Friday, July 13, 2012

Quitting a Game - How to React

I came across this article on BGG talking about how to handle someone who sporadically quit games when he had no chance of winning.  I've never had to deal with this specifically, but I have had the whiners and complainers, which drive people to think about quitting.

I talked about this tangentially in my All About People article from February, but that was more about appreciating the people we play games with.

So, what's my take on quitting a game?
Well, it's two-fold.  In a 2-player game, I have no problem with a resignation.  This probably has a fair amount to do with early Chess training, and tipping your King when there is no hope.  I see it a lot in Dominion when one player is clearly ahead, but the game is going to take several more long turns to come to a conclusion.  Even so, part of me is torn because in a lot of games, anything can happen.  Chess is a different animal, because if both players know what they're doing, there isn't going to be a mistake.  Most of the games I play involve some form of luck.  There are dice, random cards, cube bags, etc. that allow for momentum swings.  I've had several games of Small World where I thought I was clearly winning or clearly losing; yet when final scoring came, the results had gone the other way.  Sometimes you just don't know where you're at, and what might happen in the end.

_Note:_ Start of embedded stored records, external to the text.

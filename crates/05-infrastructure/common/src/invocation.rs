//! 调用参数与返回值
//!
//! 组件方法通过名称动态调用，参数和返回值统一使用 `serde_json::Value` 表示。

use crate::errors::InvocationError;
use serde::de::DeserializeOwned;
use serde::{Deserialize, Serialize};
use serde_json::Value;
use std::collections::BTreeMap;

/// 方法调用参数（按位置）
#[derive(Debug, Clone, Default, PartialEq, Serialize, Deserialize)]
#[serde(transparent)]
pub struct Arguments(Vec<Value>);

impl Arguments {
    /// 空参数列表
    pub fn new() -> Self {
        Self(Vec::new())
    }

    /// 追加一个参数
    pub fn with(mut self, value: impl Into<Value>) -> Self {
        self.0.push(value.into());
        self
    }

    /// 追加一个可序列化的参数
    pub fn try_with<T: Serialize>(mut self, value: &T) -> Result<Self, InvocationError> {
        let index = self.0.len();
        let value = serde_json::to_value(value)
            .map_err(|e| InvocationError::invalid_argument(index, e.to_string()))?;
        self.0.push(value);
        Ok(self)
    }

    /// 追加参数
    pub fn push(&mut self, value: impl Into<Value>) {
        self.0.push(value.into());
    }

    /// 按位置取出参数并反序列化
    pub fn get<T: DeserializeOwned>(&self, index: usize) -> Result<T, InvocationError> {
        let value = self.0.get(index).ok_or_else(|| {
            InvocationError::invalid_argument(index, format!("参数个数不足, 共 {} 个", self.0.len()))
        })?;
        serde_json::from_value(value.clone())
            .map_err(|e| InvocationError::invalid_argument(index, e.to_string()))
    }

    /// 按位置取出原始参数值
    pub fn value(&self, index: usize) -> Option<&Value> {
        self.0.get(index)
    }

    /// 参数个数
    pub fn len(&self) -> usize {
        self.0.len()
    }

    /// 是否没有参数
    pub fn is_empty(&self) -> bool {
        self.0.is_empty()
    }

    /// 遍历参数
    pub fn iter(&self) -> impl Iterator<Item = &Value> {
        self.0.iter()
    }
}

impl From<Vec<Value>> for Arguments {
    fn from(values: Vec<Value>) -> Self {
        Self(values)
    }
}

/// 请求参数集合
///
/// 路由分发时作为控制器方法的唯一参数传入。
#[derive(Debug, Clone, Default, PartialEq, Serialize, Deserialize)]
#[serde(transparent)]
pub struct Param {
    params: BTreeMap<String, Value>,
}

impl Param {
    pub fn new() -> Self {
        Self::default()
    }

    /// 添加参数
    pub fn insert(&mut self, name: impl Into<String>, value: impl Into<Value>) {
        self.params.insert(name.into(), value.into());
    }

    /// 获取参数
    pub fn get(&self, name: &str) -> Option<&Value> {
        self.params.get(name)
    }

    /// 获取字符串参数
    pub fn get_str(&self, name: &str) -> Option<&str> {
        self.params.get(name).and_then(Value::as_str)
    }

    /// 获取参数并转换为指定类型
    ///
    /// 字符串形式的数字或布尔值会先尝试按 JSON 解析。
    pub fn get_as<T: DeserializeOwned>(&self, name: &str) -> Option<T> {
        let value = self.params.get(name)?;
        if let Ok(typed) = serde_json::from_value::<T>(value.clone()) {
            return Some(typed);
        }
        value
            .as_str()
            .and_then(|raw| serde_json::from_str::<T>(raw).ok())
    }

    /// 是否没有参数
    pub fn is_empty(&self) -> bool {
        self.params.is_empty()
    }

    pub fn len(&self) -> usize {
        self.params.len()
    }
}

impl<K: Into<String>, V: Into<Value>> FromIterator<(K, V)> for Param {
    fn from_iter<I: IntoIterator<Item = (K, V)>>(iter: I) -> Self {
        Self {
            params: iter
                .into_iter()
                .map(|(k, v)| (k.into(), v.into()))
                .collect(),
        }
    }
}

/// 视图结果：路径 + 模型
#[derive(Debug, Clone, Default, PartialEq, Serialize, Deserialize)]
pub struct View {
    /// 视图路径，以 `/` 开头表示重定向
    pub path: String,
    /// 视图模型
    pub model: BTreeMap<String, Value>,
}

impl View {
    pub fn new(path: impl Into<String>) -> Self {
        Self {
            path: path.into(),
            model: BTreeMap::new(),
        }
    }

    /// 添加模型数据
    pub fn add_model(mut self, key: impl Into<String>, value: impl Into<Value>) -> Self {
        self.model.insert(key.into(), value.into());
        self
    }

    /// 是否为重定向
    pub fn is_redirect(&self) -> bool {
        self.path.starts_with('/')
    }
}

/// 数据结果
#[derive(Debug, Clone, Default, PartialEq, Serialize, Deserialize)]
pub struct Data {
    pub model: Value,
}

impl Data {
    pub fn new(model: impl Into<Value>) -> Self {
        Self {
            model: model.into(),
        }
    }

    /// 从可序列化对象构建
    pub fn from_serialize<T: Serialize>(model: &T) -> Result<Self, InvocationError> {
        serde_json::to_value(model)
            .map(|model| Self { model })
            .map_err(|e| InvocationError::ReturnTypeMismatch {
                message: e.to_string(),
            })
    }
}

/// 方法返回值
#[derive(Debug, Clone, Default, PartialEq)]
pub enum ReturnValue {
    /// 无返回值
    #[default]
    Unit,
    /// 普通数据
    Value(Value),
    /// 视图
    View(View),
    /// 数据（直接写回响应）
    Data(Data),
}

impl ReturnValue {
    /// 从可序列化对象构建普通返回值
    pub fn value<T: Serialize>(value: &T) -> Result<Self, InvocationError> {
        serde_json::to_value(value)
            .map(Self::Value)
            .map_err(|e| InvocationError::ReturnTypeMismatch {
                message: e.to_string(),
            })
    }

    /// 转换为调用方期望的类型
    pub fn into_typed<T: DeserializeOwned>(self) -> Result<T, InvocationError> {
        let value = match self {
            Self::Unit => Value::Null,
            Self::Value(value) => value,
            Self::Data(data) => data.model,
            Self::View(view) => serde_json::to_value(view).map_err(|e| {
                InvocationError::ReturnTypeMismatch {
                    message: e.to_string(),
                }
            })?,
        };
        serde_json::from_value(value).map_err(|e| InvocationError::ReturnTypeMismatch {
            message: e.to_string(),
        })
    }
}

impl From<View> for ReturnValue {
    fn from(view: View) -> Self {
        Self::View(view)
    }
}

impl From<Data> for ReturnValue {
    fn from(data: Data) -> Self {
        Self::Data(data)
    }
}

impl From<Value> for ReturnValue {
    fn from(value: Value) -> Self {
        Self::Value(value)
    }
}

impl From<()> for ReturnValue {
    fn from((): ()) -> Self {
        Self::Unit
    }
}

2-player games, it's ok to resign, but if the end is near, try to play it out and see what happens.

Multiplayer games are a completely different story.  It is poor sportsmanship to quit a multi-player game.  You aren't surrendering to the other side, you're walking out on a group of people, and fundamentally changing the way they're playing the game.  Many games play differently with various numbers of players.  By quitting, you've changed the interactions, and quite possibly handed one player an easy victory that they would not have otherwise had.

I can see not bothering to count your final score at the end, but even that creates some problems.  I had another game of Small World (5 player game) where one person thought they had lost miserably.  We counted their score and they came in 2nd, and lost by I believe 5 points.  I'll use Ticket to Ride as another example.  There are times where you've completed none of your destination tickets.  At that point, it's reasonable to not bother scoring your points, and just ending it, but that's a matter of a minute to score versus quitting a game.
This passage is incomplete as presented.